== Task item ==
A single figure is required: the number of lines in the data below that hold the word "bool".

(Stored data entries)
# # # # # # #

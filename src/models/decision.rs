use std::fmt::Display;
use std::time::Duration;

use serde::{Deserialize, Serialize};

/// 请求被标记为可疑的原因
#[derive(Debug, Clone, Copy, PartialEq, Eq, Hash, PartialOrd, Ord, Serialize, Deserialize)]
#[serde(rename_all = "snake_case")]
pub enum SuspicionReason {
    /// 直接要求导出全文/整段
    ExtractionRequest,
    /// 连续"接着给我下一段"
    SequentialScan,
    /// 连续多次请求同一区域
    RepeatedRegion,
    /// 换说法扫描不同区域
    RephraseScan,
}

impl Display for SuspicionReason {
    fn fmt(&self, f: &mut std::fmt::Formatter<'_>) -> std::fmt::Result {
        let s = match self {
            SuspicionReason::ExtractionRequest => "extraction_request",
            SuspicionReason::SequentialScan => "sequential_scan_detected",
            SuspicionReason::RepeatedRegion => "repeated_region",
            SuspicionReason::RephraseScan => "rephrase_scan",
        };
        f.write_str(s)
    }
}

/// 请求模式检测的结论
#[derive(Debug, Clone, PartialEq, Eq)]
pub enum Decision {
    Allow,
    /// 延迟后放行
    Throttle {
        delay: Duration,
        reason: SuspicionReason,
    },
    /// 拒绝，不调用 LLM
    Block { reason: SuspicionReason },
}

impl Decision {
    pub fn is_blocked(&self) -> bool {
        matches!(self, Decision::Block { .. })
    }

    pub fn is_suspicious(&self) -> bool {
        !matches!(self, Decision::Allow)
    }

    pub fn reason(&self) -> Option<SuspicionReason> {
        match self {
            Decision::Allow => None,
            Decision::Throttle { reason, .. } | Decision::Block { reason } => Some(*reason),
        }
    }
}

/// 返回给界面的结果标记
#[derive(Debug, Clone, Copy, PartialEq, Eq, Serialize, Deserialize)]
#[serde(rename_all = "snake_case")]
pub enum ResponseFlag {
    /// 正常回答
    Answered,
    /// 回答中有原文被截断
    Truncated,
    /// 经过限流延迟后回答
    Throttled,
    /// 请求被拒绝
    Blocked,
    /// 无法在保护限制内回答
    Degraded,
}
use std::fmt::Display;

use chrono::{DateTime, Utc};
use serde::{Deserialize, Serialize};
use sha2::{Digest, Sha256};

use crate::models::chunk::Chunk;

/// 作业 ID
///
/// 可分享、不可猜测（uuid v4，去掉连字符）
#[derive(Debug, Clone, PartialEq, Eq, Hash, Serialize, Deserialize)]
#[serde(transparent)]
pub struct AssignmentId(String);

impl AssignmentId {
    /// 生成新的随机 ID
    pub fn generate() -> Self {
        Self(uuid::Uuid::new_v4().simple().to_string())
    }

    pub fn as_str(&self) -> &str {
        &self.0
    }

    /// 用于存储文件名的 ID 摘要，不直接暴露 ID 本身
    pub fn storage_digest(&self) -> String {
        hex::encode(Sha256::digest(self.0.as_bytes()))
    }
}

impl From<&str> for AssignmentId {
    fn from(s: &str) -> Self {
        Self(s.trim().to_string())
    }
}

impl From<String> for AssignmentId {
    fn from(s: String) -> Self {
        Self(s.trim().to_string())
    }
}

impl Display for AssignmentId {
    fn fmt(&self, f: &mut std::fmt::Formatter<'_>) -> std::fmt::Result {
        f.write_str(&self.0)
    }
}

/// 上传的作业
///
/// 上传后内容不可变。`source_text` 只在服务端使用，从不整体返回给评估者。
#[derive(Debug, Clone, Serialize, Deserialize)]
pub struct Assignment {
    pub id: AssignmentId,
    /// 上传者（候选人）身份
    pub owner: String,
    pub source_text: String,
    pub chunks: Vec<Chunk>,
    /// 原文的 sha256，用于识别重复上传
    pub content_hash: String,
    pub created_at: DateTime<Utc>,
}

impl Assignment {
    pub fn new(owner: impl Into<String>, source_text: String, chunks: Vec<Chunk>) -> Self {
        Self {
            id: AssignmentId::generate(),
            owner: owner.into(),
            content_hash: content_hash(&source_text),
            source_text,
            chunks,
            created_at: Utc::now(),
        }
    }

    /// 是否已超过保留期限
    pub fn is_expired(&self, retention: chrono::Duration, now: DateTime<Utc>) -> bool {
        now - self.created_at > retention
    }
}

/// 计算文档内容摘要
pub fn content_hash(text: &str) -> String {
    hex::encode(Sha256::digest(text.as_bytes()))
}
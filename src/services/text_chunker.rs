//! 文本分块与片段检索 - 业务能力层
//!
//! 只负责"把文档切成片段、挑出和问题相关的片段"，不关心流程

use std::collections::HashSet;
use std::sync::LazyLock;

use regex::Regex;
use tracing::debug;

use crate::config::ChunkingConfig;
use crate::models::Chunk;

static PAGE_MARKER: LazyLock<Regex> =
    LazyLock::new(|| Regex::new(r"---\s*Page\s+\d+\s*---").expect("page marker regex"));

/// 句子：到句末标点（含其后的引号/括号和空白）为止，或到文本结尾
static SENTENCE: LazyLock<Regex> = LazyLock::new(|| {
    Regex::new(r#"[^.!?]+(?:[.!?]+["')\]]*\s*|$)|[.!?]+\s*"#).expect("sentence regex")
});

static WORD: LazyLock<Regex> = LazyLock::new(|| Regex::new(r"\b\w+\b").expect("word regex"));

/// 主题关键词表
static TOPIC_KEYWORDS: phf::OrderedMap<&'static str, &'static [&'static str]> = phf::phf_ordered_map! {
    "introduction" => &["introduction", "overview", "background", "begin", "start"],
    "methodology" => &["method", "approach", "procedure", "technique", "algorithm"],
    "results" => &["result", "finding", "outcome", "analysis", "data", "figure", "table"],
    "discussion" => &["discuss", "implication", "interpret", "meaning", "significance"],
    "conclusion" => &["conclusion", "summary", "future work", "recommend", "end"],
    "reference" => &["reference", "citation", "bibliography", "cite", "source"],
    "code" => &["function", "class", "method", "variable", "code", "algorithm", "pseudo"],
};

/// 检索时忽略的常见词
static STOPWORDS: phf::Set<&'static str> = phf::phf_set! {
    "the", "and", "for", "are", "was", "were", "what", "which", "who", "how", "why",
    "this", "that", "with", "from", "does", "did", "about", "into", "their", "there",
    "you", "your", "can", "give", "tell", "show", "please",
};

/// 一个句子及其在页内的字符起点
struct Sentence<'a> {
    start_char: usize,
    text: &'a str,
}

/// 将文档切分为带重叠的片段
///
/// 先按 `--- Page N ---` 分页，再在页内按句子累积，超过 `max_chunk_chars`
/// 时输出一个片段，并把末尾不超过 `overlap_chars` 的若干完整句子带入下一个片段
pub fn chunk_text(text: &str, config: &ChunkingConfig) -> Vec<Chunk> {
    let mut chunks = Vec::new();

    for (page_number, (page_offset, page_text)) in split_pages(text).into_iter().enumerate() {
        let sentences = split_sentences(page_text);
        let mut current: Vec<&Sentence> = Vec::new();
        let mut current_len = 0usize;

        for sentence in &sentences {
            let sentence_len = sentence.text.chars().count();
            if current_len + sentence_len > config.max_chunk_chars && !current.is_empty() {
                chunks.push(build_chunk(chunks.len(), page_number + 1, page_offset, &current));

                // 从末尾向前取完整句子作为重叠部分
                let mut remaining = config.overlap_chars.min(current_len);
                let mut keep_from = current.len();
                for (i, s) in current.iter().enumerate().rev() {
                    let len = s.text.chars().count();
                    if len > remaining {
                        break;
                    }
                    remaining -= len;
                    keep_from = i;
                }
                current.drain(..keep_from);
                current_len = current.iter().map(|s| s.text.chars().count()).sum();
            }

            current.push(sentence);
            current_len += sentence_len;
        }

        if !current.is_empty() {
            chunks.push(build_chunk(chunks.len(), page_number + 1, page_offset, &current));
        }
    }

    for chunk in &mut chunks {
        chunk.topics = identify_topics(&chunk.text);
    }

    debug!("文档分块完成，共 {} 个片段", chunks.len());
    chunks
}

/// 按分页标记切分，返回 (页起始字符位置, 页文本)，跳过空页
fn split_pages(text: &str) -> Vec<(usize, &str)> {
    let mut pages = Vec::new();
    let mut last_byte = 0;

    let mut push_page = |start_byte: usize, end_byte: usize| {
        let page = &text[start_byte..end_byte];
        if !page.trim().is_empty() {
            pages.push((text[..start_byte].chars().count(), page));
        }
    };

    for marker in PAGE_MARKER.find_iter(text) {
        push_page(last_byte, marker.start());
        last_byte = marker.end();
    }
    push_page(last_byte, text.len());

    pages
}

fn split_sentences(page: &str) -> Vec<Sentence<'_>> {
    let mut sentences = Vec::new();
    let mut last_byte = 0;
    let mut last_char = 0;

    for m in SENTENCE.find_iter(page) {
        if m.as_str().trim().is_empty() {
            continue;
        }
        last_char += page[last_byte..m.start()].chars().count();
        last_byte = m.start();
        sentences.push(Sentence {
            start_char: last_char,
            text: m.as_str(),
        });
    }

    sentences
}

fn build_chunk(index: usize, page: usize, page_offset: usize, sentences: &[&Sentence]) -> Chunk {
    let text: String = sentences.iter().map(|s| s.text).collect();
    let start_char = page_offset + sentences.first().map(|s| s.start_char).unwrap_or(0);
    Chunk {
        index,
        page,
        start_char,
        end_char: start_char + text.chars().count(),
        text,
        topics: Vec::new(),
    }
}

/// 基于关键词的粗略主题标注
pub fn identify_topics(text: &str) -> Vec<String> {
    let lower = text.to_lowercase();
    let topics: Vec<String> = TOPIC_KEYWORDS
        .entries()
        .filter(|(_, keywords)| keywords.iter().any(|k| lower.contains(k)))
        .map(|(topic, _)| topic.to_string())
        .collect();

    if topics.is_empty() {
        vec!["content".to_string()]
    } else {
        topics
    }
}

/// 片段检索能力
///
/// 选出与问题相关的片段。默认实现是关键词计数，可替换为向量检索等外部组件。
pub trait ChunkRetriever: Send + Sync {
    fn relevant_chunks<'a>(&self, question: &str, chunks: &'a [Chunk], top_k: usize) -> Vec<&'a Chunk>;
}

/// 关键词检索
///
/// 按片段中出现的问题词数量排序；都不相关时退回第一个片段
#[derive(Debug, Default, Clone, Copy)]
pub struct KeywordRetriever;

impl ChunkRetriever for KeywordRetriever {
    fn relevant_chunks<'a>(&self, question: &str, chunks: &'a [Chunk], top_k: usize) -> Vec<&'a Chunk> {
        let query_words = query_terms(question);

        let mut scored: Vec<(usize, &Chunk)> = chunks
            .iter()
            .map(|chunk| {
                let lower = chunk.text.to_lowercase();
                let score = query_words.iter().filter(|w| lower.contains(w.as_str())).count();
                (score, chunk)
            })
            .collect();
        // 稳定排序，同分时保持文档顺序
        scored.sort_by(|a, b| b.0.cmp(&a.0));

        let mut top: Vec<&Chunk> = scored
            .into_iter()
            .take(top_k)
            .filter(|(score, _)| *score > 0)
            .map(|(_, chunk)| chunk)
            .collect();

        if top.is_empty() {
            if let Some(first) = chunks.first() {
                top.push(first);
            }
        }

        debug!(
            "检索到 {} 个相关片段: {:?}",
            top.len(),
            top.iter().map(|c| c.index).collect::<Vec<_>>()
        );
        top
    }
}

fn query_terms(question: &str) -> HashSet<String> {
    WORD.find_iter(&question.to_lowercase())
        .map(|m| m.as_str().to_string())
        .filter(|w| w.chars().count() >= 3 && !STOPWORDS.contains(w.as_str()))
        .collect()
}
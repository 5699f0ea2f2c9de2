use std::path::Path;
use std::time::Duration;

use serde::Deserialize;

use crate::error::{AppError, AppResult, ConfigError, FileError};

/// 程序配置文件
#[derive(Clone, Debug, Deserialize)]
#[serde(default)]
pub struct Config {
    /// 是否显示详细日志
    pub verbose_logging: bool,
    /// 作业数据存放目录
    pub data_dir: String,
    /// 作业保留时长（小时），None 表示不自动过期
    pub retention_hours: Option<u64>,
    // --- LLM 配置 ---
    pub llm_api_key: String,
    pub llm_api_base_url: String,
    pub llm_model_name: String,
    /// 单次 LLM 调用超时（秒）
    pub llm_timeout_secs: u64,
    /// 失败后自动重试次数
    pub llm_max_retries: usize,
    // --- 内容保护 ---
    pub protection: ProtectionConfig,
    // --- 请求模式检测 ---
    pub detection: DetectionConfig,
    // --- 文本分块 ---
    pub chunking: ChunkingConfig,
}

/// 摘录限制配置
#[derive(Clone, Debug, Deserialize)]
#[serde(default)]
pub struct ProtectionConfig {
    /// 答案中允许出现的最长原文连续词数
    pub max_excerpt_words: usize,
    /// 引号内直接引用的最大字符数
    pub max_quote_chars: usize,
    /// 截断后至少保留的词数，否则视为答案不连贯
    pub min_coherent_words: usize,
    /// 截断后保留词数占原答案的最小比例
    pub min_retained_ratio: f64,
    /// 判定"抄自原文"的最短连续相同词数（超过 max_excerpt_words + 1 时按后者计）
    pub seed_words: usize,
    /// 抄写片段中允许夹杂的改动词数，不超过该数时前后两段视为同一段摘录
    pub max_gap_words: usize,
}

impl Default for ProtectionConfig {
    fn default() -> Self {
        Self {
            max_excerpt_words: 50,
            max_quote_chars: 150,
            min_coherent_words: 8,
            min_retained_ratio: 0.25,
            seed_words: 6,
            max_gap_words: 2,
        }
    }
}

/// 请求模式检测配置
#[derive(Clone, Debug, Deserialize)]
#[serde(default)]
pub struct DetectionConfig {
    /// 检测时间窗口（秒）
    pub window_secs: u64,
    /// 参与检测的最近问答条数
    pub history_depth: usize,
    /// 窗口内允许的连续"接着给我"类请求数 K，第 K+1 次被拦截
    pub sequential_threshold: usize,
    /// 限流延迟（毫秒）
    pub throttle_delay_ms: u64,
    /// 连续请求重叠片段的最大次数
    pub max_consecutive_overlaps: usize,
    /// 判断"几乎相同问题"的词集相似度阈值
    pub similarity_threshold: f64,
    /// 窗口内换说法扫描的比例阈值
    pub rephrase_ratio: f64,
}

impl Default for DetectionConfig {
    fn default() -> Self {
        Self {
            window_secs: 600,
            history_depth: 10,
            sequential_threshold: 3,
            throttle_delay_ms: 2000,
            max_consecutive_overlaps: 3,
            similarity_threshold: 0.7,
            rephrase_ratio: 0.5,
        }
    }
}

impl DetectionConfig {
    pub fn window(&self) -> chrono::Duration {
        chrono::Duration::seconds(self.window_secs as i64)
    }

    pub fn throttle_delay(&self) -> Duration {
        Duration::from_millis(self.throttle_delay_ms)
    }
}

/// 文本分块配置
#[derive(Clone, Debug, Deserialize)]
#[serde(default)]
pub struct ChunkingConfig {
    /// 单个片段最大字符数
    pub max_chunk_chars: usize,
    /// 相邻片段重叠字符数
    pub overlap_chars: usize,
    /// 每个问题最多提供给 LLM 的片段数
    pub top_k: usize,
}

impl Default for ChunkingConfig {
    fn default() -> Self {
        Self {
            max_chunk_chars: 1000,
            overlap_chars: 200,
            top_k: 3,
        }
    }
}

impl Default for Config {
    fn default() -> Self {
        Self {
            verbose_logging: false,
            data_dir: "data".to_string(),
            retention_hours: None,
            llm_api_key: String::new(),
            llm_api_base_url: "https://api.openai.com/v1".to_string(),
            llm_model_name: "gpt-4o".to_string(),
            llm_timeout_secs: 30,
            llm_max_retries: 1,
            protection: ProtectionConfig::default(),
            detection: DetectionConfig::default(),
            chunking: ChunkingConfig::default(),
        }
    }
}

impl Config {
    /// 从环境变量读取配置，未设置的项使用默认值
    pub fn from_env() -> Self {
        Self::default().with_env_overrides()
    }

    /// 从 TOML 文件读取配置，再用环境变量覆盖
    pub fn from_toml_file(path: &Path) -> AppResult<Self> {
        let content = std::fs::read_to_string(path)
            .map_err(|e| AppError::file_read_failed(path.display().to_string(), e))?;
        let config: Config = toml::from_str(&content).map_err(|e| {
            AppError::File(FileError::TomlParseFailed {
                path: path.display().to_string(),
                source: e,
            })
        })?;
        let config = config.with_env_overrides();
        config.validate()?;
        Ok(config)
    }

    fn with_env_overrides(self) -> Self {
        let env = |name: &str| std::env::var(name).ok();
        Self {
            verbose_logging: env("VERBOSE_LOGGING").and_then(|v| v.parse().ok()).unwrap_or(self.verbose_logging),
            data_dir: env("DATA_DIR").unwrap_or(self.data_dir),
            retention_hours: env("RETENTION_HOURS").and_then(|v| v.parse().ok()).or(self.retention_hours),
            llm_api_key: env("OPENAI_API_KEY").or_else(|| env("LLM_API_KEY")).unwrap_or(self.llm_api_key),
            llm_api_base_url: env("LLM_API_BASE_URL").unwrap_or(self.llm_api_base_url),
            llm_model_name: env("LLM_MODEL_NAME").unwrap_or(self.llm_model_name),
            llm_timeout_secs: env("LLM_TIMEOUT_SECS").and_then(|v| v.parse().ok()).unwrap_or(self.llm_timeout_secs),
            llm_max_retries: env("LLM_MAX_RETRIES").and_then(|v| v.parse().ok()).unwrap_or(self.llm_max_retries),
            protection: ProtectionConfig {
                max_excerpt_words: env("MAX_EXCERPT_WORDS").and_then(|v| v.parse().ok()).unwrap_or(self.protection.max_excerpt_words),
                ..self.protection
            },
            detection: DetectionConfig {
                sequential_threshold: env("SEQUENTIAL_THRESHOLD").and_then(|v| v.parse().ok()).unwrap_or(self.detection.sequential_threshold),
                ..self.detection
            },
            chunking: self.chunking,
        }
    }

    /// 校验配置
    pub fn validate(&self) -> AppResult<()> {
        if self.protection.max_excerpt_words == 0 {
            return Err(invalid("protection.max_excerpt_words", "必须大于 0"));
        }
        if self.protection.max_quote_chars < 4 {
            return Err(invalid("protection.max_quote_chars", "必须至少为 4"));
        }
        if self.protection.seed_words == 0 {
            return Err(invalid("protection.seed_words", "必须大于 0"));
        }
        if self.detection.sequential_threshold == 0 {
            return Err(invalid("detection.sequential_threshold", "必须大于 0"));
        }
        if self.chunking.overlap_chars >= self.chunking.max_chunk_chars {
            return Err(invalid("chunking.overlap_chars", "必须小于 max_chunk_chars"));
        }
        if self.chunking.top_k == 0 {
            return Err(invalid("chunking.top_k", "必须大于 0"));
        }
        Ok(())
    }

    pub fn llm_timeout(&self) -> Duration {
        Duration::from_secs(self.llm_timeout_secs)
    }

    pub fn retention(&self) -> Option<chrono::Duration> {
        self.retention_hours.map(|h| chrono::Duration::hours(h as i64))
    }
}

fn invalid(field: &str, reason: &str) -> AppError {
    AppError::Config(ConfigError::InvalidValue {
        field: field.to_string(),
        reason: reason.to_string(),
    })
}

#[cfg(test)]
mod tests {
    use super::*;

    #[test]
    fn test_default_config_is_valid() {
        let config = Config::default();
        assert!(config.validate().is_ok());
        assert_eq!(config.protection.max_quote_chars, 150);
        assert_eq!(config.detection.sequential_threshold, 3);
    }

    #[test]
    fn test_partial_toml_keeps_defaults() {
        let config: Config = toml::from_str(
            r#"
            llm_model_name = "gpt-4o-mini"

            [protection]
            max_excerpt_words = 20
            "#,
        )
        .unwrap();

        assert_eq!(config.llm_model_name, "gpt-4o-mini");
        assert_eq!(config.protection.max_excerpt_words, 20);
        assert_eq!(config.protection.max_quote_chars, 150);
        assert_eq!(config.chunking.top_k, 3);
    }

    #[test]
    fn test_validate_rejects_overlap_larger_than_chunk() {
        let mut config = Config::default();
        config.chunking.overlap_chars = 2000;
        assert!(config.validate().is_err());
    }

    #[test]
    fn test_validate_rejects_zero_seed_words() {
        let mut config = Config::default();
        config.protection.seed_words = 0;
        assert!(config.validate().is_err());
    }
}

# # # # # # #

== Response ==
4